## AVAILABLE DATA
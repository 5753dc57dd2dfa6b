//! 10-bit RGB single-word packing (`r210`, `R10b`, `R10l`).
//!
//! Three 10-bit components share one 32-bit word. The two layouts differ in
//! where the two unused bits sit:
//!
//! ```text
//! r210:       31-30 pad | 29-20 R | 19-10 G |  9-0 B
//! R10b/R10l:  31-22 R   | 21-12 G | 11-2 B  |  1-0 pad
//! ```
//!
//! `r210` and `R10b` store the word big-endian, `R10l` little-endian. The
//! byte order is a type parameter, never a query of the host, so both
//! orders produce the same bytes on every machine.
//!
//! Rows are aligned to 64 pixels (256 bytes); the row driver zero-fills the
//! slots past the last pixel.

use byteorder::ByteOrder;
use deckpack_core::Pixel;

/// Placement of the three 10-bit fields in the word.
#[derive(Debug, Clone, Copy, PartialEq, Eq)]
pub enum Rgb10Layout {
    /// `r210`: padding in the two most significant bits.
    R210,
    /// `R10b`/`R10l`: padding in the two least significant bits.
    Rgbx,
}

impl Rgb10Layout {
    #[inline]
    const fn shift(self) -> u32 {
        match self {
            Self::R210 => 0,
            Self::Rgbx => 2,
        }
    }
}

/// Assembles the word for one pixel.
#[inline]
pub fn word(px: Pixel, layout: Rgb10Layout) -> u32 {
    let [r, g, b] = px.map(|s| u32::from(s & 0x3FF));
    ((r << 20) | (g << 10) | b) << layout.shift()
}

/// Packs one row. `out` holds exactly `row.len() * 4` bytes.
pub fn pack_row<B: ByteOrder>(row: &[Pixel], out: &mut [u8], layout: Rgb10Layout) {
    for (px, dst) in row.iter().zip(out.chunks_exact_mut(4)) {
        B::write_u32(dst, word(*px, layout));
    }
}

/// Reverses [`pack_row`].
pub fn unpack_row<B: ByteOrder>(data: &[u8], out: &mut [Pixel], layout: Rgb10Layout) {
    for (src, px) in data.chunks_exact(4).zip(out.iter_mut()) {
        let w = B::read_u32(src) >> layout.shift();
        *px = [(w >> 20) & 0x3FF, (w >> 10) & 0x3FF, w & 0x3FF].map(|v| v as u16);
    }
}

--

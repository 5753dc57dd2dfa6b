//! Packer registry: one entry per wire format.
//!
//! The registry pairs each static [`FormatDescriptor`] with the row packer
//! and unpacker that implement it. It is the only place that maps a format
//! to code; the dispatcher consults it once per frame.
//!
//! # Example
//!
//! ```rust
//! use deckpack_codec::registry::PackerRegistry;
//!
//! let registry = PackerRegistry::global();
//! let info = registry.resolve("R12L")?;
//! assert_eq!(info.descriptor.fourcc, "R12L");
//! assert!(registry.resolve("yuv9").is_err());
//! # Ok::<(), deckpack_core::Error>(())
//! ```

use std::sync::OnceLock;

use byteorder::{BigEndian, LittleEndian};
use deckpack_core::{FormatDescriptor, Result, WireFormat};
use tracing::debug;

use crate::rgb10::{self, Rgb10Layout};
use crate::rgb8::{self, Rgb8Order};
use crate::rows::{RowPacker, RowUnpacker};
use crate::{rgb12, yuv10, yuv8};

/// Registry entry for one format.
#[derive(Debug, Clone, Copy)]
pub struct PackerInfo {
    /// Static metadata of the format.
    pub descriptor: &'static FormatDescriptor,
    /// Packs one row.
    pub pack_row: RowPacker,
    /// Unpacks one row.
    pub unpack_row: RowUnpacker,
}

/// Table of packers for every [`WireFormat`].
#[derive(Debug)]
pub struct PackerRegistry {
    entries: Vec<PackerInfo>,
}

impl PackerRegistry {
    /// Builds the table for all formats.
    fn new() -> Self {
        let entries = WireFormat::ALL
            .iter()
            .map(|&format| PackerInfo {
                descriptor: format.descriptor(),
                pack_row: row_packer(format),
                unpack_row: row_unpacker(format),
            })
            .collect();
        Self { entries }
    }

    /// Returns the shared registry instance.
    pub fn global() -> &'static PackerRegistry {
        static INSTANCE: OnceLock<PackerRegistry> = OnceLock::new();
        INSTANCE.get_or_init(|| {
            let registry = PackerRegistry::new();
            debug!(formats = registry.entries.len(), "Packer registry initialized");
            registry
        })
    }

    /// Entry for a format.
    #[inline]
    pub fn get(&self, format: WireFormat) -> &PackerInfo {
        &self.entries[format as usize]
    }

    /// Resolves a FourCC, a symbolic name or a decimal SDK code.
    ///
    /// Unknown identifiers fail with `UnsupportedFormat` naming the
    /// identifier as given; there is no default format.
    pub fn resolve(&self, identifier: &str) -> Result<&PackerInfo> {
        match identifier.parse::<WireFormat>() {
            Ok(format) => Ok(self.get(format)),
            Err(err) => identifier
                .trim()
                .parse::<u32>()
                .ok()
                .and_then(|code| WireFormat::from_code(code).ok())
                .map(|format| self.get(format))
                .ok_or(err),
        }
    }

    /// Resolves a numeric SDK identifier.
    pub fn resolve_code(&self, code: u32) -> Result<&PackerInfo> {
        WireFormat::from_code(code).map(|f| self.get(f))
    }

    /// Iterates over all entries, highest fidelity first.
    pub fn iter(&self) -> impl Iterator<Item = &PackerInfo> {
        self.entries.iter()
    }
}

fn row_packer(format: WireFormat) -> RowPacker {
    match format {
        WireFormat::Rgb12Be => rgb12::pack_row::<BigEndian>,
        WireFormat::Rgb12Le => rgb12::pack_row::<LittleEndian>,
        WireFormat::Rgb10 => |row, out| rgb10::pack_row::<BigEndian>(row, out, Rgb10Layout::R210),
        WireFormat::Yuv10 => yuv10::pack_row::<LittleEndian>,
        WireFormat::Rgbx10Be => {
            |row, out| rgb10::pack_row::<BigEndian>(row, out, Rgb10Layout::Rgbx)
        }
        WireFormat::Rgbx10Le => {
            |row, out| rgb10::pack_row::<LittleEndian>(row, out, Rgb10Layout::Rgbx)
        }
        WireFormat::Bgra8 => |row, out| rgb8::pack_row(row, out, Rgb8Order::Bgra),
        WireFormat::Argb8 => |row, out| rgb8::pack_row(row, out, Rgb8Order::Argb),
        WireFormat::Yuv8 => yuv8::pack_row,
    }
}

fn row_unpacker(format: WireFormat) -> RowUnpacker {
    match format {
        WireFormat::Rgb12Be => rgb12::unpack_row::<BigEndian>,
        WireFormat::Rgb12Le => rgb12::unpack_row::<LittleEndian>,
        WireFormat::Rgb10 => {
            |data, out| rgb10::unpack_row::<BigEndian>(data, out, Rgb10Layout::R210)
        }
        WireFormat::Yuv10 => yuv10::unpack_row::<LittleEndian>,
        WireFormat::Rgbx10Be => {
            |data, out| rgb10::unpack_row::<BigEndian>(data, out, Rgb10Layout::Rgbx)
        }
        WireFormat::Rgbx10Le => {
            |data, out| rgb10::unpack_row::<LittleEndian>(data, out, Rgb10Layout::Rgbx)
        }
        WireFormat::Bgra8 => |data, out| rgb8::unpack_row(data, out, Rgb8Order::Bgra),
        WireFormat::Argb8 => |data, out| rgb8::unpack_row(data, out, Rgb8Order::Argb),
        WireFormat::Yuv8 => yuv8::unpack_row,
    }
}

==

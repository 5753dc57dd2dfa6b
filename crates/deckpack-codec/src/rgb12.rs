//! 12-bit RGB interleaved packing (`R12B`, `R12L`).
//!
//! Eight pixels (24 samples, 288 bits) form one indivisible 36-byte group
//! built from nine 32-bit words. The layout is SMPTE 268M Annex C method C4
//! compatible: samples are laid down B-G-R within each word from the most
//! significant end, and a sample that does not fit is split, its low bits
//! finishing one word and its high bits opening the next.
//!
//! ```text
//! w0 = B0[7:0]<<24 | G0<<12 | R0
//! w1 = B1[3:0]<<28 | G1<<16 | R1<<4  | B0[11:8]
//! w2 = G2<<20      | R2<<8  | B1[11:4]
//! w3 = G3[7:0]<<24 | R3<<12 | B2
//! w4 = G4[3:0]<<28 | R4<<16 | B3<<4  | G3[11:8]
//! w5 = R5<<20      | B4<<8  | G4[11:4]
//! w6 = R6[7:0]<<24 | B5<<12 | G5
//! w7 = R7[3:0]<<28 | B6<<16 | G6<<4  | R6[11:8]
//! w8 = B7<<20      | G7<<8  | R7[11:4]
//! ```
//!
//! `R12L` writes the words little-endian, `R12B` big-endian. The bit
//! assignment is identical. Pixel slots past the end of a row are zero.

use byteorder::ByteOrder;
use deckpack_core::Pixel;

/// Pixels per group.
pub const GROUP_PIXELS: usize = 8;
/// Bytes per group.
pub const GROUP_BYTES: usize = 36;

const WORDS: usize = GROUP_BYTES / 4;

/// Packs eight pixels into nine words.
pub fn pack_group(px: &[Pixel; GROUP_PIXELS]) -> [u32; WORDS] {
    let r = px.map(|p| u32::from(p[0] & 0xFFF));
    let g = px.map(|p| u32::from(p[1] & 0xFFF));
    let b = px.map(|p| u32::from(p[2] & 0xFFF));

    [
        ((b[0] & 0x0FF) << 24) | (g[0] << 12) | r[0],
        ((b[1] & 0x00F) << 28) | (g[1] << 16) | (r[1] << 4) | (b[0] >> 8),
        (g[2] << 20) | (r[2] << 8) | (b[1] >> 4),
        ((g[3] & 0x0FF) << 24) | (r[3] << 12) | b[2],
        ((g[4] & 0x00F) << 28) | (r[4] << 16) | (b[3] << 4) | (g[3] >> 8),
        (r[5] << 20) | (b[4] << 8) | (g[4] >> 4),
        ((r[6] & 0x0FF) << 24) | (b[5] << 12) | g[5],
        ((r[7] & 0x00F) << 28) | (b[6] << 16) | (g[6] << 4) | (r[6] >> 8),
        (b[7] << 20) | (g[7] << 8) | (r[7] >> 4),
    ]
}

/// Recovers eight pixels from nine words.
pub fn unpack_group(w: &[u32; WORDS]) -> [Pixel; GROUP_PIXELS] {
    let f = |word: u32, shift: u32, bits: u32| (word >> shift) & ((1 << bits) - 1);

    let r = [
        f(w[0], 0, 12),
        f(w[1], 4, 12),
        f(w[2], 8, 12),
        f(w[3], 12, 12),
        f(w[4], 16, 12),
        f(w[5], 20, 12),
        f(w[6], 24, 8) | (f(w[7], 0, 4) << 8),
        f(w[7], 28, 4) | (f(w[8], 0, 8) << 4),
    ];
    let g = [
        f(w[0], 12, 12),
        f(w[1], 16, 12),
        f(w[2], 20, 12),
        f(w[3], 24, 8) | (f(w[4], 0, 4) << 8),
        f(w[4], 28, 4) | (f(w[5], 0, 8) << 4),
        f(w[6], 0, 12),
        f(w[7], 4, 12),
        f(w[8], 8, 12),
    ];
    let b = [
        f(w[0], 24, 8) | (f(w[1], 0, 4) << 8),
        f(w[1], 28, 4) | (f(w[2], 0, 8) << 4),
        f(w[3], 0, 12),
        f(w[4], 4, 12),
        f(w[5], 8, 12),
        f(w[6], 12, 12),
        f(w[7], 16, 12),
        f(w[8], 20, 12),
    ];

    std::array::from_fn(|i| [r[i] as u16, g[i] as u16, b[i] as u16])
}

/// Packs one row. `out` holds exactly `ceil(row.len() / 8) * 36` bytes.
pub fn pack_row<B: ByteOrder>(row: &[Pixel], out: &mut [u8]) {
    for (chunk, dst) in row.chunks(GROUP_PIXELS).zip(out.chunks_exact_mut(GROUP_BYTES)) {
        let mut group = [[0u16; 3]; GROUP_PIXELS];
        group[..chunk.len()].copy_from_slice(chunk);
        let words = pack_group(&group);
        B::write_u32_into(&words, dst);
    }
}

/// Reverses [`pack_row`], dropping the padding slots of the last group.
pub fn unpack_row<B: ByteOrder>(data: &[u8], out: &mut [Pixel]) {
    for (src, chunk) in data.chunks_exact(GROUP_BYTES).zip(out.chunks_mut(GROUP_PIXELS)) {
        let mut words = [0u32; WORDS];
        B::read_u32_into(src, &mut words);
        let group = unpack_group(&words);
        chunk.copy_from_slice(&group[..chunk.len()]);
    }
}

## YOUR TASK
Send back an exact copy of only the lines from the line with "((r << 20) | (g << 10)" up to and including the line with "[Pixel], layout: Rgb10Layout)" in the data above.

## ANSWER FOR THIS EXERCISE
    ((r << 20) | (g << 10) | b) << layout.shift()
}

/// Packs one row. `out` holds exactly `row.len() * 4` bytes.
pub fn pack_row<B: ByteOrder>(row: &[Pixel], out: &mut [u8], layout: Rgb10Layout) {
    for (px, dst) in row.iter().zip(out.chunks_exact_mut(4)) {
        B::write_u32(dst, word(*px, layout));
    }
}

/// Reverses [`pack_row`].
pub fn unpack_row<B: ByteOrder>(data: &[u8], out: &mut [Pixel], layout: Rgb10Layout) {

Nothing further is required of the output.